• **AIM OF THE EXERCISE**: Scan the entries below for the word "Clone" and copy every line where it turns up.

• **RECORDS FOR PROCESSING**:
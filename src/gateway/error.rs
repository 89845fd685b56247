// ABOUTME: Error types for hosting gateway calls.
// ABOUTME: Transport failures use SNAFU context; GatewayError classifies them for the orchestrator.

use snafu::Snafu;
use std::time::Duration;

/// Low-level HTTP failures, tagged with the endpoint that produced them.
#[derive(Debug, Snafu)]
#[snafu(visibility(pub(crate)))]
pub enum TransportError {
    #[snafu(display("request to {endpoint} failed: {source}"))]
    Request {
        endpoint: String,
        source: reqwest::Error,
    },

    #[snafu(display("{endpoint} returned HTTP {status}: {body}"))]
    Status {
        endpoint: String,
        status: u16,
        body: String,
    },

    #[snafu(display("could not decode response from {endpoint}: {source}"))]
    Decode {
        endpoint: String,
        source: serde_json::Error,
    },
}

/// Errors from hosting gateway operations.
#[derive(Debug, thiserror::Error)]
pub enum GatewayError {
    #[error("{0}")]
    NotFound(String),

    #[error(transparent)]
    Transport(#[from] TransportError),

    #[error("remote error: {0}")]
    Rejected(String),

    #[error("deploy {deploy} did not become ready within {}s", .after.as_secs())]
    Timeout { deploy: String, after: Duration },

    #[error("operation cancelled")]
    Cancelled,

    #[error("failed to read upload body: {0}")]
    Body(#[from] std::io::Error),

    #[error("invalid client configuration: {0}")]
    Config(String),
}

impl GatewayError {
    pub fn is_not_found(&self) -> bool {
        matches!(self, GatewayError::NotFound(_))
    }

    pub fn is_timeout(&self) -> bool {
        matches!(self, GatewayError::Timeout { .. })
    }

    pub fn is_cancelled(&self) -> bool {
        matches!(self, GatewayError::Cancelled)
    }
}
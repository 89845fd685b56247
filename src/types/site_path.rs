// ABOUTME: Validated site-relative destination paths.
// ABOUTME: Rejects reserved URL characters and normalizes away the leading slash.

use std::fmt;
use thiserror::Error;

/// Characters that cannot appear in a deployed file path.
const RESERVED_CHARS: [char; 2] = ['#', '?'];

#[derive(Debug, Clone, PartialEq, Eq, Error)]
pub enum SitePathError {
    #[error("path cannot be empty")]
    Empty,

    #[error("path {path} contains one of the following illegal characters: #, ?")]
    IllegalChars { path: String },

    #[error("path {path} contains an empty segment")]
    EmptySegment { path: String },
}

/// Normalize a destination path for storage in a deploy manifest.
///
/// At most one leading `/` is stripped. The result never starts with `/`,
/// so cleaning an already clean path returns it unchanged.
pub fn clean_path(path: &str) -> Result<String, SitePathError> {
    if path.contains(RESERVED_CHARS) {
        return Err(SitePathError::IllegalChars {
            path: path.to_string(),
        });
    }

    let cleaned = path.strip_prefix('/').unwrap_or(path);
    if cleaned.is_empty() {
        return Err(SitePathError::Empty);
    }

    if cleaned.split('/').any(str::is_empty) {
        return Err(SitePathError::EmptySegment {
            path: path.to_string(),
        });
    }

    Ok(cleaned.to_string())
}

/// A site-relative file path, stored without its leading slash.
#[derive(Debug, Clone, PartialEq, Eq, PartialOrd, Ord, Hash)]
pub struct SitePath(String);

impl SitePath {
    pub fn new(path: &str) -> Result<Self, SitePathError> {
        clean_path(path).map(Self)
    }

    /// The normalized form, without a leading slash.
    pub fn as_str(&self) -> &str {
        &self.0
    }

    /// The rooted form the hosting API expects (`/a/b.txt`).
    pub fn to_rooted(&self) -> String {
        format!("/{}", self.0)
    }

    /// Path segments, in order.
    pub fn segments(&self) -> impl Iterator<Item = &str> {
        self.0.split('/')
    }
}

impl fmt::Display for SitePath {
    fn fmt(&self, f: &mut fmt::Formatter<'_>) -> fmt::Result {
        write!(f, "/{}", self.0)
    }
}

impl std::str::FromStr for SitePath {
    type Err = SitePathError;

    fn from_str(s: &str) -> Result<Self, Self::Err> {
        Self::new(s)
    }
}

#[cfg(test)]
mod tests {
    use super::*;

    #[test]
    fn strips_single_leading_slash() {
        assert_eq!(clean_path("/a.txt").unwrap(), "a.txt");
        assert_eq!(clean_path("b/c.txt").unwrap(), "b/c.txt");
    }

    #[test]
    fn rejects_reserved_characters() {
        assert!(matches!(
            clean_path("/a#b"),
            Err(SitePathError::IllegalChars { .. })
        ));
        assert!(matches!(
            clean_path("index.html?v=1"),
            Err(SitePathError::IllegalChars { .. })
        ));
    }

    #[test]
    fn rejects_empty_and_root() {
        assert_eq!(clean_path(""), Err(SitePathError::Empty));
        assert_eq!(clean_path("/"), Err(SitePathError::Empty));
    }

    #[test]
    fn rejects_empty_segments() {
        assert!(matches!(
            clean_path("//a"),
            Err(SitePathError::EmptySegment { .. })
        ));
        assert!(matches!(
            clean_path("a//b"),
            Err(SitePathError::EmptySegment { .. })
        ));
        assert!(matches!(
            clean_path("dir/"),
            Err(SitePathError::EmptySegment { .. })
        ));
    }

    #[test]
    fn rooted_form_and_display_agree() {
        let path = SitePath::new("b/c.txt").unwrap();
        assert_eq!(path.to_rooted(), "/b/c.txt");
        assert_eq!(path.to_string(), "/b/c.txt");
        assert_eq!(path.segments().collect::<Vec<_>>(), vec!["b", "c.txt"]);
    }
}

• **TASK SOLUTION**:
#[derive(Debug, Clone, PartialEq, Eq, Error)]
#[derive(Debug, Clone, PartialEq, Eq, PartialOrd, Ord, Hash)]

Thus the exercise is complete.